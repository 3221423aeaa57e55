use chrono::NaiveDate;
use sea_orm::Database;
use uuid::Uuid;

use ledger::{BudgetItem, Kind, Ledger, LedgerError, Month, TransactionCmd, TransferCmd};
use migration::MigratorTrait;

async fn ledger_with_db() -> Ledger {
    let db = Database::connect("sqlite::memory:").await.unwrap();
    migration::Migrator::up(&db, None).await.unwrap();
    Ledger::builder().database(db).build().await.unwrap()
}

fn d(year: i32, month: u32, day: u32) -> NaiveDate {
    NaiveDate::from_ymd_opt(year, month, day).unwrap()
}

fn august() -> Month {
    "2026-08".parse().unwrap()
}

struct Fixture {
    user: Uuid,
    cash: Uuid,
    food: Uuid,
    groceries: Uuid,
    transport: Uuid,
    fuel: Uuid,
}

/// Two expense categories with one subcategory each, plus a payment method.
async fn fixture(ledger: &Ledger) -> Fixture {
    let user = Uuid::new_v4();
    let cash = ledger
        .new_payment_method(user, "Cash", 10_000_000.0)
        .await
        .unwrap();
    let food = ledger
        .new_category(user, Kind::Expense, "Food")
        .await
        .unwrap();
    let groceries = ledger
        .new_subcategory(user, Kind::Expense, food.id, "Groceries")
        .await
        .unwrap();
    let transport = ledger
        .new_category(user, Kind::Expense, "Transport")
        .await
        .unwrap();
    let fuel = ledger
        .new_subcategory(user, Kind::Expense, transport.id, "Fuel")
        .await
        .unwrap();
    Fixture {
        user,
        cash: cash.id,
        food: food.id,
        groceries: groceries.id,
        transport: transport.id,
        fuel: fuel.id,
    }
}

async fn spend(ledger: &Ledger, fx: &Fixture, category: Uuid, subcategory: Uuid, amount: f64, date: NaiveDate) {
    ledger
        .create_transaction(TransactionCmd::new(
            fx.user,
            Kind::Expense,
            amount,
            category,
            subcategory,
            fx.cash,
            date,
        ))
        .await
        .unwrap();
}

#[tokio::test]
async fn budget_overview_clamps_percent_and_keeps_the_raw_ratio() {
    let ledger = ledger_with_db().await;
    let fx = fixture(&ledger).await;

    ledger
        .upsert_budgets(
            fx.user,
            august(),
            &[BudgetItem::new(fx.groceries, 100_000.0)],
        )
        .await
        .unwrap();
    spend(&ledger, &fx, fx.food, fx.groceries, 150_000.0, d(2026, 8, 5)).await;
    spend(&ledger, &fx, fx.transport, fx.fuel, 20_000.0, d(2026, 8, 6)).await;

    let rows = ledger.budget_overview(fx.user, august()).await.unwrap();
    assert_eq!(rows.len(), 2);

    // Overspent row first (percent 100), unbudgeted row after (percent 0).
    assert_eq!(rows[0].subcategory_id, fx.groceries);
    assert_eq!(rows[0].budget, 100_000);
    assert_eq!(rows[0].spent, 150_000);
    assert_eq!(rows[0].remaining, -50_000);
    assert_eq!(rows[0].percent, 100.0);
    assert_eq!(rows[0].percent_raw, 150.0);
    assert_eq!(rows[0].category_name, "Food");

    assert_eq!(rows[1].subcategory_id, fx.fuel);
    assert_eq!(rows[1].budget, 0);
    assert_eq!(rows[1].spent, 20_000);
    assert_eq!(rows[1].percent, 0.0);
    assert_eq!(rows[1].percent_raw, 0.0);
}

#[tokio::test]
async fn budget_rows_only_count_the_selected_month() {
    let ledger = ledger_with_db().await;
    let fx = fixture(&ledger).await;

    ledger
        .upsert_budgets(fx.user, august(), &[BudgetItem::new(fx.groceries, 200_000.0)])
        .await
        .unwrap();
    spend(&ledger, &fx, fx.food, fx.groceries, 50_000.0, d(2026, 8, 31)).await;
    spend(&ledger, &fx, fx.food, fx.groceries, 70_000.0, d(2026, 9, 1)).await;

    let rows = ledger.budget_overview(fx.user, august()).await.unwrap();
    let groceries = rows
        .iter()
        .find(|r| r.subcategory_id == fx.groceries)
        .unwrap();
    assert_eq!(groceries.spent, 50_000);
    assert_eq!(groceries.remaining, 150_000);
    assert_eq!(groceries.percent, 25.0);
}

#[tokio::test]
async fn budget_upsert_updates_the_amount_in_place() {
    let ledger = ledger_with_db().await;
    let fx = fixture(&ledger).await;

    ledger
        .upsert_budgets(fx.user, august(), &[BudgetItem::new(fx.groceries, 100_000.0)])
        .await
        .unwrap();
    ledger
        .upsert_budgets(fx.user, august(), &[BudgetItem::new(fx.groceries, 250_000.0)])
        .await
        .unwrap();

    let rows = ledger.budget_overview(fx.user, august()).await.unwrap();
    let groceries = rows
        .iter()
        .find(|r| r.subcategory_id == fx.groceries)
        .unwrap();
    assert_eq!(groceries.budget, 250_000);
}

#[tokio::test]
async fn budgets_reject_income_subcategories() {
    let ledger = ledger_with_db().await;
    let fx = fixture(&ledger).await;
    let salary = ledger
        .new_category(fx.user, Kind::Income, "Salary")
        .await
        .unwrap();
    let paycheck = ledger
        .new_subcategory(fx.user, Kind::Income, salary.id, "Paycheck")
        .await
        .unwrap();

    let err = ledger
        .upsert_budgets(fx.user, august(), &[BudgetItem::new(paycheck.id, 1_000.0)])
        .await
        .unwrap_err();
    assert!(matches!(err, LedgerError::Validation(_)));
}

#[tokio::test]
async fn expense_report_orders_rows_by_date_and_totals_by_amount() {
    let ledger = ledger_with_db().await;
    let fx = fixture(&ledger).await;

    spend(&ledger, &fx, fx.transport, fx.fuel, 30_000.0, d(2026, 8, 20)).await;
    spend(&ledger, &fx, fx.food, fx.groceries, 80_000.0, d(2026, 8, 3)).await;
    spend(&ledger, &fx, fx.food, fx.groceries, 40_000.0, d(2026, 8, 12)).await;
    // Outside the month, excluded.
    spend(&ledger, &fx, fx.food, fx.groceries, 999_999.0, d(2026, 7, 31)).await;

    let report = ledger.expense_report(fx.user, august()).await.unwrap();
    assert_eq!(report.total, 150_000);

    let dates: Vec<NaiveDate> = report.rows.iter().map(|r| r.date).collect();
    assert_eq!(dates, [d(2026, 8, 3), d(2026, 8, 12), d(2026, 8, 20)]);
    assert_eq!(report.rows[0].category_name, "Food");
    assert_eq!(report.rows[0].subcategory_name, "Groceries");
    assert_eq!(report.rows[0].payment_method_name, "Cash");

    assert_eq!(report.totals_by_category.len(), 2);
    assert_eq!(report.totals_by_category[0].category_id, fx.food);
    assert_eq!(report.totals_by_category[0].total, 120_000);
    assert_eq!(report.totals_by_category[1].category_id, fx.transport);
    assert_eq!(report.totals_by_category[1].total, 30_000);
}

#[tokio::test]
async fn yearly_reports_cover_twelve_independent_months() {
    let ledger = ledger_with_db().await;
    let fx = fixture(&ledger).await;

    spend(&ledger, &fx, fx.food, fx.groceries, 10_000.0, d(2026, 3, 15)).await;
    spend(&ledger, &fx, fx.food, fx.groceries, 25_000.0, d(2026, 11, 2)).await;

    let reports = ledger.yearly_expense_reports(fx.user, 2026).await.unwrap();
    assert_eq!(reports.len(), 12);
    assert_eq!(reports[0].month, "2026-01".parse().unwrap());
    assert_eq!(reports[2].total, 10_000);
    assert_eq!(reports[10].total, 25_000);
    assert!(reports[5].rows.is_empty());
}

#[tokio::test]
async fn dashboard_composes_totals_series_and_transfers() {
    let ledger = ledger_with_db().await;
    let fx = fixture(&ledger).await;
    let bank = ledger
        .new_payment_method(fx.user, "Bank", 0.0)
        .await
        .unwrap();
    let salary = ledger
        .new_category(fx.user, Kind::Income, "Salary")
        .await
        .unwrap();
    let paycheck = ledger
        .new_subcategory(fx.user, Kind::Income, salary.id, "Paycheck")
        .await
        .unwrap();

    ledger
        .create_transaction(TransactionCmd::new(
            fx.user,
            Kind::Income,
            2_000_000.0,
            salary.id,
            paycheck.id,
            fx.cash,
            d(2026, 8, 1),
        ))
        .await
        .unwrap();
    spend(&ledger, &fx, fx.food, fx.groceries, 120_000.0, d(2026, 8, 14)).await;
    spend(&ledger, &fx, fx.food, fx.groceries, 30_000.0, d(2026, 8, 15)).await;
    ledger
        .create_transfer(TransferCmd::new(
            fx.user,
            500_000.0,
            fx.cash,
            bank.id,
            d(2026, 8, 10),
        ))
        .await
        .unwrap();

    let today = d(2026, 8, 15);
    let view = ledger
        .dashboard_overview(fx.user, august(), 7, today)
        .await
        .unwrap();

    assert_eq!(view.income_total, 2_000_000);
    assert_eq!(view.expense_total, 150_000);
    assert_eq!(view.net_total, 1_850_000);
    assert_eq!(view.today_expense_total, 30_000);

    // One point per day over [Aug 9, Aug 16), zero-filled.
    assert_eq!(view.daily_expense.len(), 7);
    assert_eq!(view.daily_expense[0].date, d(2026, 8, 9));
    assert_eq!(view.daily_expense[5].date, d(2026, 8, 14));
    assert_eq!(view.daily_expense[5].amount, 120_000);
    assert_eq!(view.daily_expense[6].amount, 30_000);
    assert_eq!(view.daily_expense[2].amount, 0);

    assert_eq!(view.recent_transfers.len(), 1);
    assert_eq!(view.recent_transfers[0].amount, 500_000);

    // Balances are read as stored, post transfer and spending.
    let cash = view
        .payment_methods
        .iter()
        .find(|m| m.id == fx.cash)
        .unwrap();
    assert_eq!(cash.balance, 10_000_000 + 2_000_000 - 150_000 - 500_000);
}

#[tokio::test]
async fn dashboard_rejects_out_of_range_windows() {
    let ledger = ledger_with_db().await;
    let fx = fixture(&ledger).await;

    for days in [0, 6, 91] {
        let err = ledger
            .dashboard_overview(fx.user, august(), days, d(2026, 8, 15))
            .await
            .unwrap_err();
        assert!(matches!(err, LedgerError::Validation(_)));
    }
}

--

EXERCISE GOAL → Each line of the entries above that has the word "august" is to be copied.

YOUR RESPONSE →
fn august() -> Month {
            august(),
    let rows = ledger.budget_overview(fx.user, august()).await.unwrap();
        .upsert_budgets(fx.user, august(), &[BudgetItem::new(fx.groceries, 200_000.0)])
    let rows = ledger.budget_overview(fx.user, august()).await.unwrap();
        .upsert_budgets(fx.user, august(), &[BudgetItem::new(fx.groceries, 100_000.0)])
        .upsert_budgets(fx.user, august(), &[BudgetItem::new(fx.groceries, 250_000.0)])
    let rows = ledger.budget_overview(fx.user, august()).await.unwrap();
        .upsert_budgets(fx.user, august(), &[BudgetItem::new(paycheck.id, 1_000.0)])
    let report = ledger.expense_report(fx.user, august()).await.unwrap();
        .dashboard_overview(fx.user, august(), 7, today)
            .dashboard_overview(fx.user, august(), days, d(2026, 8, 15))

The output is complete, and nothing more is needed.